The burgeoning DAOS community
Everything else
Technical tidbits - the Cray Shasta cabinet
The front end of the new Cray Shasta compute cabinet |
The back end of the new Cray Shasta compute cabinet |
Cray Slingshot switch blade and Cray chassis management module |
Less-technical tidbits
Staying organized
- For the Parallel I/O in Practice tutorial I co-presented, I brought my laptop so that all four presenters could project from it and I could use my iPad for keeping realtime notes.

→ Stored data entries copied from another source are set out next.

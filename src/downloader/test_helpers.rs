//! Shared test helpers for exercising the download pipeline without a network.

use async_trait::async_trait;
use std::collections::HashSet;
use std::path::Path;
use std::sync::Mutex;
use std::sync::atomic::{AtomicUsize, Ordering};

use crate::error::{Error, Result, StorageError};
use crate::storage::ObjectStore;
use crate::types::ObjectId;

/// In-memory [`ObjectStore`] that records every call and writes a small
/// payload per fetched object.
///
/// Ids listed in `fail_resolve` / `fail_fetch` produce storage errors.
#[derive(Default)]
pub(crate) struct FakeStore {
    pub(crate) resolve_calls: AtomicUsize,
    pub(crate) fetch_calls: AtomicUsize,
    pub(crate) fetched_ids: Mutex<Vec<String>>,
    pub(crate) fail_resolve: HashSet<String>,
    pub(crate) fail_fetch: HashSet<String>,
}

impl FakeStore {
    pub(crate) fn failing_resolve(ids: &[&str]) -> Self {
        Self {
            fail_resolve: ids.iter().map(|s| s.to_string()).collect(),
            ..Self::default()
        }
    }

    pub(crate) fn failing_fetch(ids: &[&str]) -> Self {
        Self {
            fail_fetch: ids.iter().map(|s| s.to_string()).collect(),
            ..Self::default()
        }
    }

    pub(crate) fn resolves(&self) -> usize {
        self.resolve_calls.load(Ordering::SeqCst)
    }

    pub(crate) fn fetches(&self) -> usize {
        self.fetch_calls.load(Ordering::SeqCst)
    }
}

#[async_trait]
impl ObjectStore for FakeStore {
    async fn resolve(&self, object_id: &ObjectId) -> Result<String> {
        self.resolve_calls.fetch_add(1, Ordering::SeqCst);
        if self.fail_resolve.contains(object_id.as_str()) {
            // reqwest::Error has no public constructor, so simulated
            // transport failures surface as a storage error instead.
            return Err(Error::Storage(StorageError::ObjectNotFound {
                object_id: object_id.to_string(),
                reason: "simulated resolve failure".to_string(),
            }));
        }
        Ok(format!("https://signed.example/{object_id}"))
    }

    async fn fetch(&self, object_id: &ObjectId, _url: &str, dest: &Path) -> Result<u64> {
        self.fetch_calls.fetch_add(1, Ordering::SeqCst);
        if self.fail_fetch.contains(object_id.as_str()) {
            return Err(Error::Storage(StorageError::Transfer {
                object_id: object_id.to_string(),
                reason: "simulated transfer fault".to_string(),
            }));
        }
        let payload = format!("payload:{object_id}");
        tokio::fs::write(dest, &payload).await?;
        self.fetched_ids
            .lock()
            .unwrap()
            .push(object_id.to_string());
        Ok(payload.len() as u64)
    }
}
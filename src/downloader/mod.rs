//! Skip-aware batch downloader split into focused submodules.
//!
//! The `ScoreDownloader` struct and its methods are organized by concern:
//! - [`transfer`] - Sequential skip-aware download of an object id list
//! - [`job`] - One partition's unit of work
//! - [`batch`] - Fan-out of partition jobs and outcome aggregation

mod batch;
mod job;
mod transfer;

// unwrap/expect are acceptable in tests for concise failure-on-error assertions
#[allow(clippy::unwrap_used, clippy::expect_used)]
#[cfg(test)]
pub(crate) mod test_helpers;

pub use job::PartitionJob;

use std::path::PathBuf;
use std::sync::Arc;

use crate::config::Config;
use crate::error::{Error, Result};
use crate::storage::{ObjectStore, ScoreClient};
use crate::types::ObjectId;

/// Skip-aware downloader for Score object storage (cloneable - the store is Arc-wrapped)
///
/// Composes an [`ObjectStore`] with the download directory and checks local
/// presence before any network work, which makes re-runs resumable: objects
/// already on disk are never resolved or fetched again.
#[derive(Clone)]
pub struct ScoreDownloader {
    /// Resolve-and-fetch client (trait object for pluggable implementations)
    pub(crate) store: Arc<dyn ObjectStore>,
    /// Directory downloaded objects are written to
    pub(crate) download_dir: PathBuf,
}

impl ScoreDownloader {
    /// Create a downloader backed by a [`ScoreClient`] built from `config`
    ///
    /// Validates the configuration and ensures the download directory exists.
    pub async fn new(config: &Config) -> Result<Self> {
        config.validate()?;

        tokio::fs::create_dir_all(&config.download.download_dir)
            .await
            .map_err(|e| {
                Error::Io(std::io::Error::new(
                    e.kind(),
                    format!(
                        "failed to create download directory '{}': {}",
                        config.download.download_dir.display(),
                        e
                    ),
                ))
            })?;

        Ok(Self {
            store: Arc::new(ScoreClient::new(&config.storage)),
            download_dir: config.download.download_dir.clone(),
        })
    }

    /// Create a downloader over an explicit object store
    ///
    /// The seam used by tests to inject fakes; the directory is not created.
    pub fn with_store(store: Arc<dyn ObjectStore>, download_dir: impl Into<PathBuf>) -> Self {
        Self {
            store,
            download_dir: download_dir.into(),
        }
    }

    /// Deterministic local path for an object: `{download_dir}/{object_id}`
    pub fn target_path(&self, object_id: &ObjectId) -> PathBuf {
        self.download_dir.join(object_id.as_str())
    }

    /// True iff the object's target path already exists on disk
    pub fn is_present(&self, object_id: &ObjectId) -> bool {
        self.target_path(object_id).exists()
    }
}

- For PDSW, I brought my laptop just in case, knowing that I would be in the same room all day. I wound up presenting from it simply because it provided a better viewing angle from the podium; the room arrangements in Denver were such that it was impossible for a speaker at the podium to see the slides being projected, so he or she would have to rely on the device driving the projector to tell what content was actually being projected.